Until then, we will continue to have issues with angry people wanting to hide their heads in the sand and hope it away, thinking only of themselves and their desires. We all want it to be 'Normal' again, but it can't be until we stop the virus.

Teach, learn and have patience, because we are still alive and able to do so unlike the over 200,000 that have lost their lives because of their contact with COVID.


David Leslie
Registered user
Pleasanton Valley
on Nov 26, 2020 at 11:34 pm
David Leslie, Pleasanton Valley
Registered user
on Nov 26, 2020 at 11:34 pm

With Covid 19 case numbers, positive test rates and deaths rates all rising, pushing back the start date for high-school sports sounds like a very prudent decision. A sharp increase in cases in the fall and winter months has been anticipated since the pandemic began, so I never understood why a December start date was set in the first place. Schools have a responsibility for the safety of their students and, in a time of pandemic, their families as well.

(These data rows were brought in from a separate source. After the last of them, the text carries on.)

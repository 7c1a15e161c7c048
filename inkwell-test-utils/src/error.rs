use thiserror::Error;

#[derive(Error, Debug)]
pub enum TestError {
    #[error(transparent)]
    DbErr(#[from] sea_orm::DbErr),
    #[error(transparent)]
    SessionError(#[from] tower_sessions::session::Error),
    #[error("Failed to hash fixture password: {0}")]
    PasswordHashError(String),
}
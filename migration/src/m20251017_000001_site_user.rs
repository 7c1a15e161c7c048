use sea_orm_migration::{prelude::*, schema::*};

#[derive(DeriveMigrationName)]
pub struct Migration;

#[async_trait::async_trait]
impl MigrationTrait for Migration {
    async fn up(&self, manager: &SchemaManager) -> Result<(), DbErr> {
        manager
            .create_table(
                Table::create()
                    .table(SiteUser::Table)
                    .if_not_exists()
                    .col(pk_auto(SiteUser::Id))
                    .col(string_len_uniq(SiteUser::Username, 80))
                    .col(string_len(SiteUser::PasswordHash, 255))
                    .col(timestamp(SiteUser::CreatedAt))
                    .to_owned(),
            )
            .await?;

        Ok(())
    }

    async fn down(&self, manager: &SchemaManager) -> Result<(), DbErr> {
        manager
            .drop_table(Table::drop().table(SiteUser::Table).to_owned())
            .await?;

        Ok(())
    }
}

#[derive(DeriveIden)]
pub enum SiteUser {
    Table,
    Id,
    Username,
    PasswordHash,
    CreatedAt,
}
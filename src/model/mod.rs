//! Request payloads shared between the controllers, services and views.

pub mod form;
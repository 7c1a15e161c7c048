use axum::{
    extract::State,
    http::StatusCode,
    response::IntoResponse,
};
use inkwell::server::{
    controller::{blog::delete_blog_post, util::content_id::ContentId},
    model::app::AppState,
};
use inkwell_test_utils::prelude::*;

use crate::util::{location, TestContextExt};

#[tokio::test]
/// Expect the post removed and a redirect to the dashboard
async fn deletes_post() -> Result<(), TestError> {
    let test = TestBuilder::new().with_content_tables().build().await?;
    let admin = test.admin_user().await?;
    let post = test.content().insert_blog_post("Title", "Content", None).await?;
    test.content().insert_blog_post("Other", "Content", None).await?;

    let resp = delete_blog_post(State(test.to_app_state::<AppState>()), admin, ContentId(post.id))
        .await
        .into_response();

    assert_eq!(resp.status(), StatusCode::SEE_OTHER);
    assert_eq!(location(&resp), Some("/admin"));
    assert_eq!(test.content().count_blog_posts().await?, 1);

    Ok(())
}

#[tokio::test]
/// Expect 404 not found for an unknown ID
async fn returns_not_found_for_unknown_id() -> Result<(), TestError> {
    let test = TestBuilder::new().with_content_tables().build().await?;
    let admin = test.admin_user().await?;

    let resp = delete_blog_post(State(test.to_app_state::<AppState>()), admin, ContentId(42))
        .await
        .into_response();

    assert_eq!(resp.status(), StatusCode::NOT_FOUND);

    Ok(())
}
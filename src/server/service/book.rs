use sea_orm::{DatabaseConnection, TransactionTrait};

use crate::{
    model::form::BookForm,
    server::{
        data::book::BookRepository,
        error::{content::ContentError, Error},
        model::db::BookModel,
        service::validation::validate_book,
    },
};

/// Service for book operations.
///
/// Every mutating method runs in its own transaction, which rolls back when dropped
/// before commit.
pub struct BookService<'a> {
    db: &'a DatabaseConnection,
}

impl<'a> BookService<'a> {
    /// Creates a new instance of [`BookService`]
    pub fn new(db: &'a DatabaseConnection) -> Self {
        Self { db }
    }

    /// Lists books most recently added first, `limit` of `None` lists all of them
    pub async fn list(&self, limit: Option<u64>) -> Result<Vec<BookModel>, Error> {
        Ok(BookRepository::new(self.db).get_latest(limit).await?)
    }

    /// Retrieves a book or fails with [`ContentError::BookNotFound`]
    pub async fn get(&self, book_id: i32) -> Result<BookModel, Error> {
        BookRepository::new(self.db)
            .get_by_id(book_id)
            .await?
            .ok_or_else(|| ContentError::BookNotFound(book_id).into())
    }

    /// Validates and persists a new book.
    ///
    /// # Returns
    /// - `Ok(BookModel)` - The created book
    /// - `Err(Error::ContentError(ContentError::InvalidBook))` - Form failed validation, nothing written
    /// - `Err(Error::DbErr)` - Database operation failed, transaction rolled back
    pub async fn create(&self, form: BookForm) -> Result<BookModel, Error> {
        let input = validate_book(&form).map_err(|errors| ContentError::InvalidBook {
            id: None,
            form,
            errors,
        })?;

        let txn = self.db.begin().await?;
        let book = BookRepository::new(&txn).create(input).await?;
        txn.commit().await?;

        tracing::info!(book_id = %book.id, "Created book");

        Ok(book)
    }

    /// Overwrites every editable field of an existing book.
    ///
    /// An unknown ID takes precedence over validation problems.
    ///
    /// # Returns
    /// - `Ok(BookModel)` - The updated book
    /// - `Err(Error::ContentError(ContentError::BookNotFound))` - No book with this ID
    /// - `Err(Error::ContentError(ContentError::InvalidBook))` - Form failed validation, nothing written
    /// - `Err(Error::DbErr)` - Database operation failed, transaction rolled back
    pub async fn update(&self, book_id: i32, form: BookForm) -> Result<BookModel, Error> {
        let txn = self.db.begin().await?;
        let repository = BookRepository::new(&txn);

        let Some(existing) = repository.get_by_id(book_id).await? else {
            return Err(ContentError::BookNotFound(book_id).into());
        };

        let input = validate_book(&form).map_err(|errors| ContentError::InvalidBook {
            id: Some(book_id),
            form,
            errors,
        })?;

        let book = repository.update(existing, input).await?;
        txn.commit().await?;

        tracing::info!(book_id = %book.id, "Updated book");

        Ok(book)
    }

    /// Deletes a book, failing with [`ContentError::BookNotFound`] if it is already gone
    pub async fn delete(&self, book_id: i32) -> Result<(), Error> {
        let txn = self.db.begin().await?;
        let result = BookRepository::new(&txn).delete(book_id).await?;

        if result.rows_affected == 0 {
            return Err(ContentError::BookNotFound(book_id).into());
        }

        txn.commit().await?;

        tracing::info!(book_id = %book_id, "Deleted book");

        Ok(())
    }
}
//! Data access layer repositories.
//!
//! One repository per table. Repositories are generic over [`sea_orm::ConnectionTrait`] so
//! services can run them against a plain connection or inside a transaction.

pub mod blog_post;
pub mod book;
pub mod user;
use axum::{extract::State, http::StatusCode, response::IntoResponse};
use inkwell::server::{controller::admin::dashboard, model::app::AppState};
use inkwell_test_utils::prelude::*;

use crate::util::{body_string, TestContextExt};

#[tokio::test]
/// Expect every post and book listed with its management links
async fn lists_all_content() -> Result<(), TestError> {
    let test = TestBuilder::new().with_content_tables().build().await?;
    let admin = test.admin_user().await?;
    let post = test.content().insert_blog_post("A post", "Content", None).await?;
    let book = test.content().insert_book("A book", "An author", None).await?;

    let resp = dashboard(State(test.to_app_state::<AppState>()), admin)
        .await
        .into_response();

    assert_eq!(resp.status(), StatusCode::OK);
    let body = body_string(resp).await;
    assert!(body.contains("A post"));
    assert!(body.contains("A book"));
    assert!(body.contains(&format!("/blog/edit/{}", post.id)));
    assert!(body.contains(&format!("/book/delete/{}", book.id)));

    Ok(())
}
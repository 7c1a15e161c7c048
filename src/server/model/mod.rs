//! Server application models.
//!
//! Application state, database model type aliases, session data and validated content
//! input shared by the data, service and controller layers.

pub mod app;
pub mod content;
pub mod db;
pub mod session;
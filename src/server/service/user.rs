use sea_orm::DatabaseConnection;

use crate::server::{
    data::user::UserRepository, error::Error, model::db::UserModel,
    service::auth::password::hash_password,
};

/// Service for the site's user accounts.
pub struct UserService<'a> {
    db: &'a DatabaseConnection,
}

impl<'a> UserService<'a> {
    /// Creates a new instance of [`UserService`]
    pub fn new(db: &'a DatabaseConnection) -> Self {
        Self { db }
    }

    pub async fn get_user(&self, user_id: i32) -> Result<Option<UserModel>, Error> {
        Ok(UserRepository::new(self.db).get_by_id(user_id).await?)
    }

    /// Creates the admin account unless a user with `username` already exists.
    ///
    /// An existing account is returned untouched, its password is never reset.
    ///
    /// # Returns
    /// - `Ok((UserModel, true))` - Account was created
    /// - `Ok((UserModel, false))` - Account already existed
    /// - `Err(Error)` - Database or hashing failure
    pub async fn ensure_admin(
        &self,
        username: &str,
        password: &str,
    ) -> Result<(UserModel, bool), Error> {
        let user_repository = UserRepository::new(self.db);

        if let Some(user) = user_repository.find_by_username(username).await? {
            return Ok((user, false));
        }

        let password_hash = hash_password(password)?;
        let user = user_repository.create(username, password_hash).await?;

        tracing::info!(user_id = %user.id, username = %username, "Created admin user");

        Ok((user, true))
    }
}
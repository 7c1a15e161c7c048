use axum::response::Html;
use dioxus::prelude::*;

use crate::server::view::{components::Layout, render};

#[component]
fn NotFound() -> Element {
    rsx!(
        Layout { title: "Not found",
            h1 { "Not found" }
            p { "The page you were looking for does not exist." }
            a { href: "/", "Back to the home page" }
        }
    )
}

#[component]
fn InternalError() -> Element {
    rsx!(
        Layout { title: "Something went wrong",
            h1 { "Something went wrong" }
            p { "The request could not be completed. Please try again." }
            a { href: "/", "Back to the home page" }
        }
    )
}

pub fn not_found_page() -> Html<String> {
    render(rsx!(NotFound {}))
}

pub fn internal_error_page() -> Html<String> {
    render(rsx!(InternalError {}))
}
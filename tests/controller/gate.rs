//! Requests without a logged in session, sent through the full router.

use axum::http::{Method, StatusCode};
use inkwell_test_utils::prelude::*;
use tower::ServiceExt;

use crate::util::{location, request, TestContextExt};

static POST_FORM: &str = "title=Changed&content=Changed";
static BOOK_FORM: &str = "title=Changed&author=Changed";

#[tokio::test]
/// Expect every admin route to redirect to login and leave the content untouched
async fn redirects_anonymous_requests() -> Result<(), TestError> {
    let test = TestBuilder::new()
        .with_content_tables()
        .with_admin()
        .with_blog_post("Title", "Content", None, factory::timestamp(0))
        .with_book("Dune", "Frank Herbert", None)
        .build()
        .await?;
    let app = test.app();

    let requests = [
        (Method::GET, "/admin", None),
        (Method::GET, "/logout", None),
        (Method::GET, "/blog/new", None),
        (Method::POST, "/blog/new", Some(POST_FORM)),
        (Method::GET, "/blog/edit/1", None),
        (Method::POST, "/blog/edit/1", Some(POST_FORM)),
        (Method::GET, "/blog/delete/1", None),
        (Method::POST, "/blog/delete/1", None),
        (Method::GET, "/book/new", None),
        (Method::POST, "/book/new", Some(BOOK_FORM)),
        (Method::GET, "/book/edit/1", None),
        (Method::POST, "/book/edit/1", Some(BOOK_FORM)),
        (Method::GET, "/book/delete/1", None),
        (Method::POST, "/book/delete/1", None),
    ];

    for (method, uri, body) in requests {
        let resp = app
            .clone()
            .oneshot(request(method.clone(), uri, body, None))
            .await
            .unwrap();

        assert_eq!(resp.status(), StatusCode::SEE_OTHER, "{} {}", method, uri);
        assert_eq!(location(&resp), Some("/login"), "{} {}", method, uri);
    }

    assert_eq!(test.content().count_blog_posts().await?, 1);
    assert_eq!(test.content().count_books().await?, 1);

    let resp = app
        .oneshot(request(Method::GET, "/blog/1", None, None))
        .await
        .unwrap();
    assert_eq!(resp.status(), StatusCode::OK);

    Ok(())
}

#[tokio::test]
/// Expect public pages to be served without a session
async fn serves_public_pages() -> Result<(), TestError> {
    let test = TestBuilder::new().with_content_tables().build().await?;
    let app = test.app();

    for uri in ["/", "/blog", "/books", "/login"] {
        let resp = app
            .clone()
            .oneshot(request(Method::GET, uri, None, None))
            .await
            .unwrap();

        assert_eq!(resp.status(), StatusCode::OK, "GET {}", uri);
    }

    Ok(())
}
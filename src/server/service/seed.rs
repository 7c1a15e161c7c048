//! Opt-in sample content.
//!
//! Seeding never runs as part of normal startup unless enabled in the configuration, and it
//! only fills tables that are empty, so running it against a live site is harmless.

use sea_orm::{DatabaseConnection, TransactionTrait};

use crate::server::{
    data::{blog_post::BlogPostRepository, book::BookRepository},
    error::Error,
    model::content::{BlogPostInput, BookInput},
};

/// Rows inserted by [`seed_sample_content`].
#[derive(Debug, Default, PartialEq, Eq)]
pub struct SeedSummary {
    pub blog_posts: usize,
    pub books: usize,
}

fn sample_blog_posts() -> Vec<BlogPostInput> {
    vec![
        BlogPostInput {
            title: "AI in Economic Policy".to_string(),
            content: "Exploring how artificial intelligence is reshaping economic policy-making..."
                .to_string(),
            description: Some("An analysis of AI's impact on economic policy decisions".to_string()),
            date_posted: None,
        },
        BlogPostInput {
            title: "Machine Learning in Economics".to_string(),
            content: "How machine learning algorithms are transforming economic analysis..."
                .to_string(),
            description: Some("Overview of ML applications in economic research".to_string()),
            date_posted: None,
        },
    ]
}

fn sample_books() -> Vec<BookInput> {
    vec![
        BookInput {
            title: "Deep Learning".to_string(),
            author: "Ian Goodfellow, Yoshua Bengio, Aaron Courville".to_string(),
            notes: Some("Comprehensive overview of deep learning principles".to_string()),
        },
        BookInput {
            title: "Economics of AI".to_string(),
            author: "Various Authors".to_string(),
            notes: Some("Collection of papers on AI's economic implications".to_string()),
        },
    ]
}

/// Inserts the sample blog posts and books into whichever of the two tables is empty.
///
/// Runs in a single transaction.
pub async fn seed_sample_content(db: &DatabaseConnection) -> Result<SeedSummary, Error> {
    let txn = db.begin().await?;
    let mut summary = SeedSummary::default();

    let blog_post_repository = BlogPostRepository::new(&txn);
    if blog_post_repository.count().await? == 0 {
        for post in sample_blog_posts() {
            blog_post_repository.create(post).await?;
            summary.blog_posts += 1;
        }
    }

    let book_repository = BookRepository::new(&txn);
    if book_repository.count().await? == 0 {
        for book in sample_books() {
            book_repository.create(book).await?;
            summary.books += 1;
        }
    }

    txn.commit().await?;

    tracing::info!(
        blog_posts = summary.blog_posts,
        books = summary.books,
        "Seeded sample content"
    );

    Ok(summary)
}
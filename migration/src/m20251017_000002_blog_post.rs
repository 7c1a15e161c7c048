use sea_orm_migration::{prelude::*, schema::*};

static IDX_BLOG_POST_DATE_POSTED: &str = "idx-blog_post-date_posted";

#[derive(DeriveMigrationName)]
pub struct Migration;

#[async_trait::async_trait]
impl MigrationTrait for Migration {
    async fn up(&self, manager: &SchemaManager) -> Result<(), DbErr> {
        manager
            .create_table(
                Table::create()
                    .table(BlogPost::Table)
                    .if_not_exists()
                    .col(pk_auto(BlogPost::Id))
                    .col(string_len(BlogPost::Title, 200))
                    .col(text(BlogPost::Content))
                    .col(string_len_null(BlogPost::Description, 500))
                    .col(date_time(BlogPost::DatePosted))
                    .to_owned(),
            )
            .await?;

        manager
            .create_index(
                Index::create()
                    .if_not_exists()
                    .name(IDX_BLOG_POST_DATE_POSTED)
                    .table(BlogPost::Table)
                    .col(BlogPost::DatePosted)
                    .to_owned(),
            )
            .await?;

        Ok(())
    }

    async fn down(&self, manager: &SchemaManager) -> Result<(), DbErr> {
        manager
            .drop_index(
                Index::drop()
                    .name(IDX_BLOG_POST_DATE_POSTED)
                    .table(BlogPost::Table)
                    .to_owned(),
            )
            .await?;

        manager
            .drop_table(Table::drop().table(BlogPost::Table).to_owned())
            .await?;

        Ok(())
    }
}

#[derive(DeriveIden)]
pub enum BlogPost {
    Table,
    Id,
    Title,
    Content,
    Description,
    DatePosted,
}
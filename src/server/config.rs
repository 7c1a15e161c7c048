use std::net::SocketAddr;

use crate::server::error::config::ConfigError;

pub static DEFAULT_SECRET_KEY: &str = "insecure-development-secret-key";
pub static DEFAULT_DATABASE_URL: &str = "sqlite://data/site.db?mode=rwc";
pub static DEFAULT_BIND_ADDR: &str = "0.0.0.0:8000";
pub static DEFAULT_ADMIN_USERNAME: &str = "admin";
pub static DEFAULT_ADMIN_PASSWORD: &str = "admin123";

/// Runtime configuration read from the environment.
///
/// Every value has a default so the site starts with no configuration at all, but the
/// secret key and admin password defaults are insecure and must be overridden in any real
/// deployment. See [`Config::insecure_defaults`].
#[derive(Clone, Debug)]
pub struct Config {
    pub secret_key: String,
    pub database_url: String,
    pub bind_addr: SocketAddr,
    pub admin_username: String,
    pub admin_password: String,
    pub seed_sample_content: bool,
}

impl Config {
    pub fn from_env() -> Result<Self, ConfigError> {
        Self::from_lookup(|var| std::env::var(var).ok())
    }

    /// Builds the configuration from an arbitrary variable source.
    ///
    /// Empty values are treated as unset.
    pub fn from_lookup<F>(lookup: F) -> Result<Self, ConfigError>
    where
        F: Fn(&str) -> Option<String>,
    {
        let get = |var: &str, default: &str| {
            lookup(var)
                .filter(|value| !value.trim().is_empty())
                .unwrap_or_else(|| default.to_string())
        };

        let bind_addr = get("INKWELL_BIND_ADDR", DEFAULT_BIND_ADDR);
        let bind_addr = bind_addr
            .parse::<SocketAddr>()
            .map_err(|e| ConfigError::InvalidEnvValue {
                var: "INKWELL_BIND_ADDR".to_string(),
                reason: e.to_string(),
            })?;

        let seed_sample_content =
            parse_bool("INKWELL_SEED_SAMPLE_CONTENT", &get("INKWELL_SEED_SAMPLE_CONTENT", "false"))?;

        Ok(Self {
            secret_key: get("SECRET_KEY", DEFAULT_SECRET_KEY),
            database_url: get("DATABASE_URL", DEFAULT_DATABASE_URL),
            bind_addr,
            admin_username: get("INKWELL_ADMIN_USERNAME", DEFAULT_ADMIN_USERNAME),
            admin_password: get("INKWELL_ADMIN_PASSWORD", DEFAULT_ADMIN_PASSWORD),
            seed_sample_content,
        })
    }

    /// Names of the variables still set to their insecure development defaults.
    pub fn insecure_defaults(&self) -> Vec<&'static str> {
        let mut vars = Vec::new();

        if self.secret_key == DEFAULT_SECRET_KEY {
            vars.push("SECRET_KEY");
        }
        if self.admin_password == DEFAULT_ADMIN_PASSWORD {
            vars.push("INKWELL_ADMIN_PASSWORD");
        }

        vars
    }
}

fn parse_bool(var: &str, value: &str) -> Result<bool, ConfigError> {
    match value.trim().to_ascii_lowercase().as_str() {
        "1" | "true" | "yes" | "on" => Ok(true),
        "0" | "false" | "no" | "off" => Ok(false),
        other => Err(ConfigError::InvalidEnvValue {
            var: var.to_string(),
            reason: format!("expected a boolean, got {:?}", other),
        }),
    }
}
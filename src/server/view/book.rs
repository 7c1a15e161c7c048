use axum::response::Html;
use dioxus::prelude::*;

use crate::{
    model::form::BookForm,
    server::{
        model::{content::FieldError, db::BookModel},
        util::time::format_display_date,
        view::{
            components::{FieldErrors, Layout},
            render,
        },
    },
};

/// One entry of the bookshelf: title, author, notes and when it was added.
#[component]
pub fn BookSummary(book: BookModel) -> Element {
    let added = format_display_date(&book.date_added);

    rsx!(
        article {
            h3 { "{book.title}" }
            p { class: "author", "by {book.author}" }
            if let Some(notes) = book.notes.as_ref() {
                p { "{notes}" }
            }
            p { class: "date", "Added {added}" }
        }
    )
}

#[component]
fn BookList(books: Vec<BookModel>) -> Element {
    rsx!(
        Layout { title: "Books",
            h1 { "Books" }
            if books.is_empty() {
                p { "The shelf is empty." }
            }
            for book in books.iter() {
                BookSummary { key: "{book.id}", book: book.clone() }
            }
        }
    )
}

#[component]
fn BookFormView(id: Option<i32>, form: BookForm, errors: Vec<FieldError>) -> Element {
    let (heading, action) = match id {
        Some(id) => ("Edit book", format!("/book/edit/{}", id)),
        None => ("New book", "/book/new".to_string()),
    };

    rsx!(
        Layout { title: heading,
            h1 { "{heading}" }
            FieldErrors { errors }
            form { method: "post", action: "{action}",
                div {
                    label { r#for: "title", "Title" }
                    input {
                        id: "title",
                        name: "title",
                        r#type: "text",
                        maxlength: "200",
                        value: "{form.title}"
                    }
                }
                div {
                    label { r#for: "author", "Author" }
                    input {
                        id: "author",
                        name: "author",
                        r#type: "text",
                        maxlength: "200",
                        value: "{form.author}"
                    }
                }
                div {
                    label { r#for: "notes", "Notes" }
                    textarea { id: "notes", name: "notes", rows: "10", "{form.notes}" }
                }
                button { r#type: "submit", "Save" }
            }
            a { href: "/admin", "Cancel" }
        }
    )
}

pub fn book_list_page(books: Vec<BookModel>) -> Html<String> {
    render(rsx!(BookList { books }))
}

/// The book form, pre-filled with `form` and listing `errors` if any.
pub fn book_form_page(id: Option<i32>, form: BookForm, errors: Vec<FieldError>) -> Html<String> {
    render(rsx!(BookFormView { id, form, errors }))
}

impl From<&BookModel> for BookForm {
    fn from(book: &BookModel) -> Self {
        Self {
            title: book.title.clone(),
            author: book.author.clone(),
            notes: book.notes.clone().unwrap_or_default(),
        }
    }
}
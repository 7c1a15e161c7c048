pub mod builder;
pub mod constant;
pub mod context;
pub mod error;
pub mod fixtures;
pub mod model;

pub use builder::TestBuilder;
pub use context::TestContext;
pub use error::TestError;

pub mod prelude {
    pub use crate::{
        constant::{TEST_ADMIN_PASSWORD, TEST_ADMIN_USERNAME},
        fixtures::content::factory,
        TestBuilder, TestContext, TestError,
    };
}
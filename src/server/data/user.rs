use chrono::Utc;
use sea_orm::{
    ActiveModelTrait, ActiveValue, ColumnTrait, ConnectionTrait, DbErr, EntityTrait, QueryFilter,
};

pub struct UserRepository<'a, C: ConnectionTrait> {
    db: &'a C,
}

impl<'a, C: ConnectionTrait> UserRepository<'a, C> {
    /// Creates a new instance of [`UserRepository`]
    pub fn new(db: &'a C) -> Self {
        Self { db }
    }

    /// Creates a new user with an already hashed password
    pub async fn create(
        &self,
        username: &str,
        password_hash: String,
    ) -> Result<entity::site_user::Model, DbErr> {
        let user = entity::site_user::ActiveModel {
            username: ActiveValue::Set(username.to_string()),
            password_hash: ActiveValue::Set(password_hash),
            created_at: ActiveValue::Set(Utc::now().naive_utc()),
            ..Default::default()
        };

        user.insert(self.db).await
    }

    pub async fn get_by_id(&self, user_id: i32) -> Result<Option<entity::site_user::Model>, DbErr> {
        entity::prelude::SiteUser::find_by_id(user_id)
            .one(self.db)
            .await
    }

    pub async fn find_by_username(
        &self,
        username: &str,
    ) -> Result<Option<entity::site_user::Model>, DbErr> {
        entity::prelude::SiteUser::find()
            .filter(entity::site_user::Column::Username.eq(username))
            .one(self.db)
            .await
    }
}
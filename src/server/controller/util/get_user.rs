use axum::{extract::FromRequestParts, http::request::Parts};
use tower_sessions::Session;

use crate::server::{
    error::{auth::AuthError, Error},
    model::{app::AppState, db::UserModel, session::SessionUserId},
    service::user::UserService,
};

/// Retrieves the logged in user from session and then from database
///
/// # Arguments
/// - `state`: Application state with database connection
/// - `session`: The user's session
///
/// # Returns
/// - `Ok(UserModel)`: User found
/// - `Err(Error::AuthError(AuthError::UserNotInSession))`: User ID not present in session
/// - `Err(Error::AuthError(AuthError::UserNotInDatabase))`: User ID exists in session but not found in database (session is cleared)
/// - `Err(Error)`: Internal errors (database query failures, session errors, etc.)
pub async fn get_user_from_session(state: &AppState, session: &Session) -> Result<UserModel, Error> {
    // Get user from session
    let Some(user_id) = SessionUserId::get(session).await? else {
        return Err(Error::AuthError(AuthError::UserNotInSession));
    };

    // Get user from database
    let Some(user) = UserService::new(&state.db).get_user(user_id).await? else {
        session.clear().await;

        tracing::debug!(
            "Session cleared for user ID {} with active session but was not found in database",
            user_id
        );

        return Err(Error::AuthError(AuthError::UserNotInDatabase(user_id)));
    };

    Ok(user)
}

/// Extractor for handlers that require a logged in admin.
///
/// Rejects with an [`AuthError`], which redirects to `/login`. Place it before any body
/// extractor so unauthenticated requests are turned away before the body is read.
pub struct AdminUser(pub UserModel);

impl FromRequestParts<AppState> for AdminUser {
    type Rejection = Error;

    async fn from_request_parts(parts: &mut Parts, state: &AppState) -> Result<Self, Self::Rejection> {
        let session = Session::from_request_parts(parts, state)
            .await
            .map_err(|(_, reason)| Error::InternalError(reason.to_string()))?;

        get_user_from_session(state, &session).await.map(AdminUser)
    }
}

This is a difficult time for all of us, but consider how difficult is it for those losing their loved ones. Every one of the 259,000 people who have died so far have left behind spouses, children, brothers and sisters who now have emotional holes in their lives that can never be filled. When we bring groups of people together we create risks not only for the participants but for for their families and anyone with whom they'll have close contact. We know this. Kids need sports in their lives, and could really use it right now, but how many kids do you think would trade a parent or sibling for the chance to play sports in school? That is a very real risk.

I find this sort of "mad as hell" talk about prudent restrictions to be unproductive and irresponsible. If we hope to slow the spread of this deadly pandemic, we need to work together, not against each other. When you wear a mask and follow the advice of our health experts you're not just protecting yourself, you're protecting all of us.


Joe
Registered user
Pleasanton Valley
on Nov 27, 2020 at 8:39 pm
Joe, Pleasanton Valley
Registered user
on Nov 27, 2020 at 8:39 pm
Franco
Registered user
Vineyard Hills
on Nov 28, 2020 at 5:03 pm
Franco, Vineyard Hills
Registered user
on Nov 28, 2020 at 5:03 pm

When I read that line about "someone behind a desk" and "trying to live their lives" it "made me mad as hell". The first phrase is code for thousands of public health officials trying to save lives and even more thousands of frontline medical workers fighting to save people on ventilators so that THEY could live their lives. But the author's priority is self-centered around his "sports". The insidiousness of covid doesn't care about his sports and providing superspreader events so sporta can satisfy his "living his life" simply ignores the reality of how that ends up killing people who want to live their lives.


Mike
Registered user
Val Vista
on Dec 8, 2020 at 9:16 am
Mike, Val Vista
Registered user
on Dec 8, 2020 at 9:16 am

Direct your anger? How about directing your anger at the people responsible for the magnitude of this pandemic. The folks that we elected to run our country that have ignored science. In a simple word: Republicans. They deserve every bit of anger you can muster. But then again you could also grow up, feel your anger and realize it is misplaced and work on solving the problem by encouraging others to wear masks, wash hands and avoid going out. But I suspect being a grownup is beyond your capacity.